**Given records:**
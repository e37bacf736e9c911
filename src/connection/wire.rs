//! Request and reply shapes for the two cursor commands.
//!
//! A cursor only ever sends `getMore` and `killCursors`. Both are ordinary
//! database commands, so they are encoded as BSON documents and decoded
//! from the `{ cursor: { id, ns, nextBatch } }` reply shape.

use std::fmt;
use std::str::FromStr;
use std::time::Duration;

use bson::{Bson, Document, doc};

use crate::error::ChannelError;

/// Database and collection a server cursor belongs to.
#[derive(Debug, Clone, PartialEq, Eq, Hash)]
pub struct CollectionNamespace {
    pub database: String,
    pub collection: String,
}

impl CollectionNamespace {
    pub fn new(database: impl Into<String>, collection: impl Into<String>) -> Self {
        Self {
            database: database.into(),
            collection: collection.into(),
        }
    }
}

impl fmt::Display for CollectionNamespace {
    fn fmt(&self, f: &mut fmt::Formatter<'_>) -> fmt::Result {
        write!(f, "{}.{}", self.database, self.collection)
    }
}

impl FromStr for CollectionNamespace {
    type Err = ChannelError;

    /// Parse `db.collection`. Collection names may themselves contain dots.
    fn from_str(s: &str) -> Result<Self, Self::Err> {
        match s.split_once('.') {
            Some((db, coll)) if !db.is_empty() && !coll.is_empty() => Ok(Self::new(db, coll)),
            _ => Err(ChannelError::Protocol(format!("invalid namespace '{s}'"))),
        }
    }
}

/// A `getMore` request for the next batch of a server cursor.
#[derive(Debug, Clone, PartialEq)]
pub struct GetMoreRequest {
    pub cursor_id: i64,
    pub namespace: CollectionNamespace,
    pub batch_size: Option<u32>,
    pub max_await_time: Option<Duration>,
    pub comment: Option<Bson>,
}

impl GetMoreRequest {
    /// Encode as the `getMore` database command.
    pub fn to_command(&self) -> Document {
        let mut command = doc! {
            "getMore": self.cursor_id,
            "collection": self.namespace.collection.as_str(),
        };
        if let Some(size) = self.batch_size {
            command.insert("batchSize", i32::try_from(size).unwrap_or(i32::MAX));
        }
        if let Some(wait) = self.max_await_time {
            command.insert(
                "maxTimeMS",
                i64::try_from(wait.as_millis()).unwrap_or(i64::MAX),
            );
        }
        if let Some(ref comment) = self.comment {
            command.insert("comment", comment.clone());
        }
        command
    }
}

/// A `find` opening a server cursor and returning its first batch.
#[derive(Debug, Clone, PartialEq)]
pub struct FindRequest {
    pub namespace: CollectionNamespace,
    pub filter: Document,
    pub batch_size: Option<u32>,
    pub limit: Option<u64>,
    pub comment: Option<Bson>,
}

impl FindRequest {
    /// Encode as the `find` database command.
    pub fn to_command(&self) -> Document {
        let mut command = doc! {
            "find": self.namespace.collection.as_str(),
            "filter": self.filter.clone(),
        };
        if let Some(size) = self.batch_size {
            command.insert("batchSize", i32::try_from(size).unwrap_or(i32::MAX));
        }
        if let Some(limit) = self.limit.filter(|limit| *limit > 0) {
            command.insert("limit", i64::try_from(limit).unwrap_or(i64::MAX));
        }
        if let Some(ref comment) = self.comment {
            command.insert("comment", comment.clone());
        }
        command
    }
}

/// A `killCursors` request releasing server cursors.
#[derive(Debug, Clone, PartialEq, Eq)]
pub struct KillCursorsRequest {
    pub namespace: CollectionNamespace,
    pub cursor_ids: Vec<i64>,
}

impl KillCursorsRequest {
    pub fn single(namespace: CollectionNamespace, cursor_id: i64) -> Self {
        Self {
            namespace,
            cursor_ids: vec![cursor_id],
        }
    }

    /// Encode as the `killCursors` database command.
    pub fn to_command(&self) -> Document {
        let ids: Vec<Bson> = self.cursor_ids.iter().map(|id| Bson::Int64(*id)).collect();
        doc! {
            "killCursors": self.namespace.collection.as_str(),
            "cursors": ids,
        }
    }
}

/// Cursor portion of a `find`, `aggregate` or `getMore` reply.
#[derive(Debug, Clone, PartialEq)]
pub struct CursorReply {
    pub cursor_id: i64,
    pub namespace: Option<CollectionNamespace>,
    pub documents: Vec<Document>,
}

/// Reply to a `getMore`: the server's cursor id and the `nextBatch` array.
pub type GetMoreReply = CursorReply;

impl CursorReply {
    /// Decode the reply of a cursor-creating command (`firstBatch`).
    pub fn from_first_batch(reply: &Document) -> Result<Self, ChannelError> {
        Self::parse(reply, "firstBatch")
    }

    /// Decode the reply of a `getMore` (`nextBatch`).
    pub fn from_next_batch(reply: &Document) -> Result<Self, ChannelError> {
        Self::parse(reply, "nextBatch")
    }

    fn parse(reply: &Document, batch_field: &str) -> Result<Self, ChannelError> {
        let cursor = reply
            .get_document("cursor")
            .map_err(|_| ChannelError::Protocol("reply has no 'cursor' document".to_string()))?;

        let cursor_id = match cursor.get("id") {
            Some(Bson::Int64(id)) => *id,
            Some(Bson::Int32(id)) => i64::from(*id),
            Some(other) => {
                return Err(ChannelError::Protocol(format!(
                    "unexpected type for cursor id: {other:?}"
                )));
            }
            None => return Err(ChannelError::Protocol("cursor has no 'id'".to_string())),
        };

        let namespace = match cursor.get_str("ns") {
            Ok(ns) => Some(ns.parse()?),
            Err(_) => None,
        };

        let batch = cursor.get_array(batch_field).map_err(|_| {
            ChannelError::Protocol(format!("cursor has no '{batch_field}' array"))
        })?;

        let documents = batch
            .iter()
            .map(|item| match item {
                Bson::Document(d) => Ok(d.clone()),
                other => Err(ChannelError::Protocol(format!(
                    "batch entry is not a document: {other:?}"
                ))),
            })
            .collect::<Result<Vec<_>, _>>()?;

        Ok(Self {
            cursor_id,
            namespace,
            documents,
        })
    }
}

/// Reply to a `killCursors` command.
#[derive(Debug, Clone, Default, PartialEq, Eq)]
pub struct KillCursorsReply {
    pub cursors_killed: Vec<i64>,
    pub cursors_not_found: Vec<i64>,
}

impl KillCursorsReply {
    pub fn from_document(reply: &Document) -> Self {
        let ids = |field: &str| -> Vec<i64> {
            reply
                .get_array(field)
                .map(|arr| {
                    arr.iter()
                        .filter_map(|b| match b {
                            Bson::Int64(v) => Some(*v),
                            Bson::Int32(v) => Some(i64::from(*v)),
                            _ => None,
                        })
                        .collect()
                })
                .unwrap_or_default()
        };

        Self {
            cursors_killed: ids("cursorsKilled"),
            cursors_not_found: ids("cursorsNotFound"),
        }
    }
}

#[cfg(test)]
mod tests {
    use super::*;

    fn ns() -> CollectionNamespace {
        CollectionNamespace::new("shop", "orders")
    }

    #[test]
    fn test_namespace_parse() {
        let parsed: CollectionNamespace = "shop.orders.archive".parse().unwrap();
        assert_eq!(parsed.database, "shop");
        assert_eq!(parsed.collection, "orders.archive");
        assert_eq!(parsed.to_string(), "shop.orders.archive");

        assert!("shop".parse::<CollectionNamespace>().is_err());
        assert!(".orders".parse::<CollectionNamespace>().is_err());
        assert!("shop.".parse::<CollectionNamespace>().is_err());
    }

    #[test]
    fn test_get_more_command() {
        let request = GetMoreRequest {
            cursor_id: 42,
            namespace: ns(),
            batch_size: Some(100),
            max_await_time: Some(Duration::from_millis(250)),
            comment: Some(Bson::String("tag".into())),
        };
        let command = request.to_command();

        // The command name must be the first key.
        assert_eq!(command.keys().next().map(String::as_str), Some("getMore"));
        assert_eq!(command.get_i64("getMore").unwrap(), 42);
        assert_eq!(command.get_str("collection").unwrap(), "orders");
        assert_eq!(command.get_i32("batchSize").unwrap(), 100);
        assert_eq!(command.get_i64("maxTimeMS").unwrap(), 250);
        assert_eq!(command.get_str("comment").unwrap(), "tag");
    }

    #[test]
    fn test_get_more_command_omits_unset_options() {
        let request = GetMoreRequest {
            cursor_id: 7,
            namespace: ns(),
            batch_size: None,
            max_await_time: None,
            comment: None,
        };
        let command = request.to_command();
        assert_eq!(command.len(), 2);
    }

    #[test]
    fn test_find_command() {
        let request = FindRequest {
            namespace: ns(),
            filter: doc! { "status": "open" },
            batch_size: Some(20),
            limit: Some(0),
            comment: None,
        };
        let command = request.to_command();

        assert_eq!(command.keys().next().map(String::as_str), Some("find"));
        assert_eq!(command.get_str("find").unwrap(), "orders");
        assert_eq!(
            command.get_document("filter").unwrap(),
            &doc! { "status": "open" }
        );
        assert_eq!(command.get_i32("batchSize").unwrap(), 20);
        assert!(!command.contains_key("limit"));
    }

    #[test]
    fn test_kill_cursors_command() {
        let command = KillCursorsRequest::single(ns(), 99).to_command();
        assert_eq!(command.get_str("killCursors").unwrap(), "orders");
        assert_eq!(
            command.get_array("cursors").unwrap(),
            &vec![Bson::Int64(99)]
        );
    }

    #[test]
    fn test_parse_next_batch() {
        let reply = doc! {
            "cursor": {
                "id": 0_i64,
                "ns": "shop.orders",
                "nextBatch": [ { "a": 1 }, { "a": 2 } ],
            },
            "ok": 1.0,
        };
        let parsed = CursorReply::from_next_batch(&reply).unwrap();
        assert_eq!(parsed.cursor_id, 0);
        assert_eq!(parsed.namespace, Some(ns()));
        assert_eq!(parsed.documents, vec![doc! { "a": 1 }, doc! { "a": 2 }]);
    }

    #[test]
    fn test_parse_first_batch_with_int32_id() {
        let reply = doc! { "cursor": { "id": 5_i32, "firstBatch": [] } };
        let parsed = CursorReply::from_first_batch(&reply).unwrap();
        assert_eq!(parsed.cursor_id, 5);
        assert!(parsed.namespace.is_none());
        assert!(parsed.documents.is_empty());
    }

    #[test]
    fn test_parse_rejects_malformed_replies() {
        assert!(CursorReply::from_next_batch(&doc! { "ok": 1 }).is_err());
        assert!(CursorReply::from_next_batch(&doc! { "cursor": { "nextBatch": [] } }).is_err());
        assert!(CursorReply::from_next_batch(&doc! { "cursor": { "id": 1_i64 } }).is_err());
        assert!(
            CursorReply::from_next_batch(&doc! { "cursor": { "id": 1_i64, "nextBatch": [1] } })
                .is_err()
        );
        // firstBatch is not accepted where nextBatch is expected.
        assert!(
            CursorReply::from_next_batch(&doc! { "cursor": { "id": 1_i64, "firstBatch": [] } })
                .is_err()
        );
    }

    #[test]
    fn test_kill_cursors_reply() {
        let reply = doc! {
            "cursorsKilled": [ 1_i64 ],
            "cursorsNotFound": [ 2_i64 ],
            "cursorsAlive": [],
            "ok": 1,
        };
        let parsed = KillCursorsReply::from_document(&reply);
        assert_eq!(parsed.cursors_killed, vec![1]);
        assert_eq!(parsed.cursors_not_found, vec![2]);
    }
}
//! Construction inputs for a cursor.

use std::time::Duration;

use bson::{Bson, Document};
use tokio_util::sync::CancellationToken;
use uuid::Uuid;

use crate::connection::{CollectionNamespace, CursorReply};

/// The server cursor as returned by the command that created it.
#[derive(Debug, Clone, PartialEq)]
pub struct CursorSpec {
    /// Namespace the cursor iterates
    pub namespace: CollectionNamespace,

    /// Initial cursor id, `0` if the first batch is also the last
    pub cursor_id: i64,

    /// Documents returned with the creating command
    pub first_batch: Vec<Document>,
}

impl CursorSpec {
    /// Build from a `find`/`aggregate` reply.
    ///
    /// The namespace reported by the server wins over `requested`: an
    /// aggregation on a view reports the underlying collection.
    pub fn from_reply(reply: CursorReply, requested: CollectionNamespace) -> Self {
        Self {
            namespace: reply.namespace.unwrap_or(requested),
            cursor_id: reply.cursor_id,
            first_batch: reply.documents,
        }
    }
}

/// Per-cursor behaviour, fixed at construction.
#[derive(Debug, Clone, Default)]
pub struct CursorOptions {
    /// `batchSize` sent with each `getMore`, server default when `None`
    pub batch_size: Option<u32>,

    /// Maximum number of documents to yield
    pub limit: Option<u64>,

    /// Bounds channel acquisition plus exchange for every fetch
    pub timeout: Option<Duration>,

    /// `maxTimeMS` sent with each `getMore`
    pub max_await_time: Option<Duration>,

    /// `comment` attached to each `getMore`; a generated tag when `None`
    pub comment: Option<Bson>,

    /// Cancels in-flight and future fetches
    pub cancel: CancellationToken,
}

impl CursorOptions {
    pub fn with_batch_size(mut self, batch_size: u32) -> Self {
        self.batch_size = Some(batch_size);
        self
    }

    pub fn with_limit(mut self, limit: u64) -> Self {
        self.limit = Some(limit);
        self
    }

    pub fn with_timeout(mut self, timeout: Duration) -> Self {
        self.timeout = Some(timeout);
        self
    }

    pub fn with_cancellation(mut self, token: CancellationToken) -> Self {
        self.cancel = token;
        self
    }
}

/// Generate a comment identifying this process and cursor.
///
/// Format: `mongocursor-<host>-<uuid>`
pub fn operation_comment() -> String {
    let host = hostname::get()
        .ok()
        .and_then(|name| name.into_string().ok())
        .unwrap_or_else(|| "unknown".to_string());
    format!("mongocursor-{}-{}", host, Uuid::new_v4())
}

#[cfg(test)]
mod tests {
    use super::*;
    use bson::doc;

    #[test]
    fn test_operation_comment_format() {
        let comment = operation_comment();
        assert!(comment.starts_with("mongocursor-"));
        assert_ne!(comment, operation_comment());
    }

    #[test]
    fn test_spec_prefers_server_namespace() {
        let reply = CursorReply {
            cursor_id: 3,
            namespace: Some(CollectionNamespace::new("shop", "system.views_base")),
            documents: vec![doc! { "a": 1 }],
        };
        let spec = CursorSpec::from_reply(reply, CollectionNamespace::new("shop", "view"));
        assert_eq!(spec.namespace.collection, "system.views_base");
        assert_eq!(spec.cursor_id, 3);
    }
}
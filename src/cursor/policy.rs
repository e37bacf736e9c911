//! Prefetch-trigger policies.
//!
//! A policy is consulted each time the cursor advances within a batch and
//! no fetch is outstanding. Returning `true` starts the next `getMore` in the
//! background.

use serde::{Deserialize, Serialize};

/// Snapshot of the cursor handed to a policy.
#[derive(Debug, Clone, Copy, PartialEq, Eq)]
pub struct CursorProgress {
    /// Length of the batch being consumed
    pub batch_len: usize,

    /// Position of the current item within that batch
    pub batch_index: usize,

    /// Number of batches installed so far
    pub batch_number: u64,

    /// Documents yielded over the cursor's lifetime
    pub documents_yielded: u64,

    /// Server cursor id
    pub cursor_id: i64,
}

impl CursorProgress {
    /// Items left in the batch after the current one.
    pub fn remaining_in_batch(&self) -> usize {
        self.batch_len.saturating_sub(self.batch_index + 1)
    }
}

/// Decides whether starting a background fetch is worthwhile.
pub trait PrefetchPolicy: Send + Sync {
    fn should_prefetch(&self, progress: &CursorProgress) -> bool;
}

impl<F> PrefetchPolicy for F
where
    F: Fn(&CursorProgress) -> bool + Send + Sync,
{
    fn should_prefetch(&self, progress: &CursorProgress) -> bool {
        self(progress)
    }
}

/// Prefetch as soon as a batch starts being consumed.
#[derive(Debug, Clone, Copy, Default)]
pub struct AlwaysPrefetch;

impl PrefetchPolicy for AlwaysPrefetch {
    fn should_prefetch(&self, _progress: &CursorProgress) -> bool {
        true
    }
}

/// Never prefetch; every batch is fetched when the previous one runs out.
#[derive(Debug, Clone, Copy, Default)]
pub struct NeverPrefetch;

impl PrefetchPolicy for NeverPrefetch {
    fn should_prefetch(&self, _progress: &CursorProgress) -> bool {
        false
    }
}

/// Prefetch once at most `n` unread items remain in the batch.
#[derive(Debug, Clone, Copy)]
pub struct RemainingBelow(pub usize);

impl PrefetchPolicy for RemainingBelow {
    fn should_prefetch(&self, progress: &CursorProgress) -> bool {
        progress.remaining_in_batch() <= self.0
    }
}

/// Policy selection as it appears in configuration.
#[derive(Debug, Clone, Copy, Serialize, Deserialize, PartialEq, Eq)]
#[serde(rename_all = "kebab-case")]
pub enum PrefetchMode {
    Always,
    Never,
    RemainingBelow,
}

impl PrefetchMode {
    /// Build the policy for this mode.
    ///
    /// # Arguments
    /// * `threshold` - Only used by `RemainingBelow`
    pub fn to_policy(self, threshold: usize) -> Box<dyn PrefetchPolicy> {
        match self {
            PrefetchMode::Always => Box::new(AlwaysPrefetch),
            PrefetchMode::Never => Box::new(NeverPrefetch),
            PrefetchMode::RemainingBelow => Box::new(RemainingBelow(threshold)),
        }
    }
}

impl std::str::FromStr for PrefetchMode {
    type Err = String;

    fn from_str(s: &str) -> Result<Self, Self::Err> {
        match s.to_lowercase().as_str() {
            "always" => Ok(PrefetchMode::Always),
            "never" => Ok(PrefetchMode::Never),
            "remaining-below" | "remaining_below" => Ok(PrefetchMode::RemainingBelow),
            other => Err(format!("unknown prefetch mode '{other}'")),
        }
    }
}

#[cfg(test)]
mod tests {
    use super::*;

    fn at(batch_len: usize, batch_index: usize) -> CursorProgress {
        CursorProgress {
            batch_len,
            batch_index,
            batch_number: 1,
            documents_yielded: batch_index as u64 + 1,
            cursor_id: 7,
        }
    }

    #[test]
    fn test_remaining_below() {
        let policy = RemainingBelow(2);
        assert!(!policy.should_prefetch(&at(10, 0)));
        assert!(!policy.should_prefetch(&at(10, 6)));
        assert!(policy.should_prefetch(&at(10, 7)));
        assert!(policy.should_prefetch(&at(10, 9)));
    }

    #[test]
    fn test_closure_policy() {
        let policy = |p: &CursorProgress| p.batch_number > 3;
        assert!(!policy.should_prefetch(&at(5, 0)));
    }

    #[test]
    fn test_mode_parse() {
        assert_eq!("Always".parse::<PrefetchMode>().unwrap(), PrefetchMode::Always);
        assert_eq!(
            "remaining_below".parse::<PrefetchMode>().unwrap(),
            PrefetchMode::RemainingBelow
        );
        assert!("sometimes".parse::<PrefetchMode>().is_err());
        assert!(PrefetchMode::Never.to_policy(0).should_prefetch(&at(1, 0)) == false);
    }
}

**Instructions for the task:**
Retype the lines beginning at the one containing "assert!(policy.should_prefetch(&at(10, 9)));" and ending at the final line of the material, both included.

**Answer for the task:**
        assert!(policy.should_prefetch(&at(10, 9)));
    }

    #[test]
    fn test_closure_policy() {
        let policy = |p: &CursorProgress| p.batch_number > 3;
        assert!(!policy.should_prefetch(&at(5, 0)));
    }

    #[test]
    fn test_mode_parse() {
        assert_eq!("Always".parse::<PrefetchMode>().unwrap(), PrefetchMode::Always);
        assert_eq!(
            "remaining_below".parse::<PrefetchMode>().unwrap(),
            PrefetchMode::RemainingBelow
        );
        assert!("sometimes".parse::<PrefetchMode>().is_err());
        assert!(PrefetchMode::Never.to_policy(0).should_prefetch(&at(1, 0)) == false);
    }
}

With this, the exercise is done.